In order to understand the creation of igneous rocks from a melt, it is fundamental to understand the concepts produced by Drs. Norman Bowen and Frank Tuttle from the NaAlSiO4-KAlSiO4-SiO2-H2O system. Tuttle and Bowen accomplished their work by using experimental petrologic laboratories that produce synthetic igneous materials from mixes of reagents. Observations from these experiments indicate that as a melt cools, it will produce derivative magmas and igneous rock. Following Bowen's research, the magma will crystallize a mafic igneous rock prior to a felsic igneous rock. As this crystallization process occurs in nature, pressure and temperature decrease, which changes the composition of the melt along various stages of the process. This constantly changing chemical environment alters the final composition that reaches the Earth's surface.
The evolution of magmatic gases depends on the P-T-X history of the magma.
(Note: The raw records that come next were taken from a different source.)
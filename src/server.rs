//! HTTP server lifecycle: startup, optional migrations, graceful shutdown.

use std::time::Duration;

use tokio::net::TcpListener;
use tokio::signal;

use crate::api::routes::create_router;
use crate::config::{Environment, Settings};
use crate::db::{establish_async_connection_pool, run_pending_migrations};
use crate::state::AppState;

pub struct Server {
    settings: Settings,
}

impl Server {
    pub fn new(settings: Settings) -> Self {
        Self { settings }
    }

    /// Start the server and run until a shutdown signal arrives.
    ///
    /// # Errors
    /// - Invalid JWT configuration
    /// - Migration or connection pool failures
    /// - Address binding errors
    pub async fn run(self) -> anyhow::Result<()> {
        let settings = self.settings;

        tracing::info!(
            app_name = %settings.application.name,
            app_version = %crate::pkg_version(),
            environment = %Environment::from_env(),
            "Application starting"
        );

        tracing::info!(
            host = %settings.server.host,
            port = settings.server.port,
            request_timeout_secs = settings.server.request_timeout,
            max_connections = settings.database.max_connections,
            min_connections = settings.database.min_connections,
            auto_migrate = settings.database.auto_migrate,
            "Configuration loaded"
        );

        // The secret itself is never logged
        tracing::info!(
            access_token_expiration = settings.jwt.access_token_expiration,
            refresh_token_expiration = settings.jwt.refresh_token_expiration,
            reset_token_expiration = settings.jwt.reset_token_expiration,
            secret_configured = !settings.jwt.secret.is_empty(),
            "JWT configuration loaded"
        );

        settings.jwt.validate().map_err(|e| {
            tracing::error!(error = %e, "JWT configuration validation failed");
            anyhow::anyhow!("JWT configuration validation failed: {}", e)
        })?;

        if settings.database.auto_migrate {
            let applied = run_pending_migrations(&settings.database.url).await?;
            tracing::info!(count = applied.len(), migrations = ?applied, "Migrations applied");
        }

        let pool = establish_async_connection_pool(&settings.database).await?;
        tracing::info!("Database connection pool initialized");

        let state = AppState::new(pool, settings.jwt.clone(), settings.password);
        let router = create_router(state, Duration::from_secs(settings.server.request_timeout));

        let address = settings.server.address();
        let listener = TcpListener::bind(&address).await.map_err(|e| {
            tracing::error!(error = %e, address = %address, "Failed to bind to address");
            anyhow::anyhow!("Failed to bind to {}: {}", address, e)
        })?;

        tracing::info!(address = %address, "Server listening");

        axum::serve(listener, router)
            .with_graceful_shutdown(shutdown_signal())
            .await?;

        tracing::info!("Server shutdown complete");
        Ok(())
    }
}

/// Resolves on Ctrl+C or SIGTERM. A handler that cannot be installed is
/// logged and treated as never firing.
async fn shutdown_signal() {
    let ctrl_c = async {
        if let Err(e) = signal::ctrl_c().await {
            tracing::error!(error = %e, "Failed to install Ctrl+C handler");
            std::future::pending::<()>().await;
        }
    };

    #[cfg(unix)]
    let terminate = async {
        match signal::unix::signal(signal::unix::SignalKind::terminate()) {
            Ok(mut sigterm) => {
                sigterm.recv().await;
            }
            Err(e) => {
                tracing::error!(error = %e, "Failed to install SIGTERM handler");
                std::future::pending::<()>().await;
            }
        }
    };

    #[cfg(not(unix))]
    let terminate = std::future::pending::<()>();

    tokio::select! {
        _ = ctrl_c => {
            tracing::info!("Received Ctrl+C, initiating graceful shutdown");
        }
        _ = terminate => {
            tracing::info!("Received SIGTERM, initiating graceful shutdown");
        }
    }
}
These factors include the composition of assimilated materials and composition of parent rock. Gases develop in magma through two different processes: first and second boiling. First boiling is defined as a decrease in confining pressure below the vapor pressure of the melt. Second boiling is defined as an increase in vapor pressure due to crystallization of the melt. In both cases, gas bubbles exsolve in the melt and aid the ascent of the magma towards the surface. As the magma ascends towards the surface, the temperature and confining pressure decrease. A decrease in temperature and confining pressure will allow an increase in crystallization and vapor pressure of the dissolved gas. Depending on the composition of the melt, this ascent can be either slow or fast. Felsic magmas are very viscous and travel to the surface of the Earth slower than mafic melts whose silica levels are lower. The amount of gas available to be exsolved and the concentrations of gases in the melt also control ascension of the magma. If the melt contains enough dissolved gas, the rate of exsolution will determine the magmas rate of ascension. Mafic melts contain low levels of dissolved gases whereas felsic melts contain high levels of dissolved gases. The rate of eruption for volcanoes of different compositions is not the controlling factor of gas emission into the atmosphere. The amount of gas delivered by an eruption is controlled by the origin of the magma, the crustal path the magma travels through, and several factors dealing with P-T-x at the Earth's surface. When felsic melts reach the surface of the Earth, they are generally very explosive (i.e. Mount St. Helens). Mafic melts generally flow over the surface of the Earth and form layers (i.e. Columbia River Basalt). Magma development under continental crust develops a different type of volcano than magmas that are generated under oceanic crust. Subduction zones produce volcanic island arcs (such as the Aleutian Islands, Alaska) and non-arc volcanism (such as Chile and California). Typically, arc volcanism is more explosive than non-arc volcanism due to the concentrations and amounts of gasses withheld in the magma underground.[11]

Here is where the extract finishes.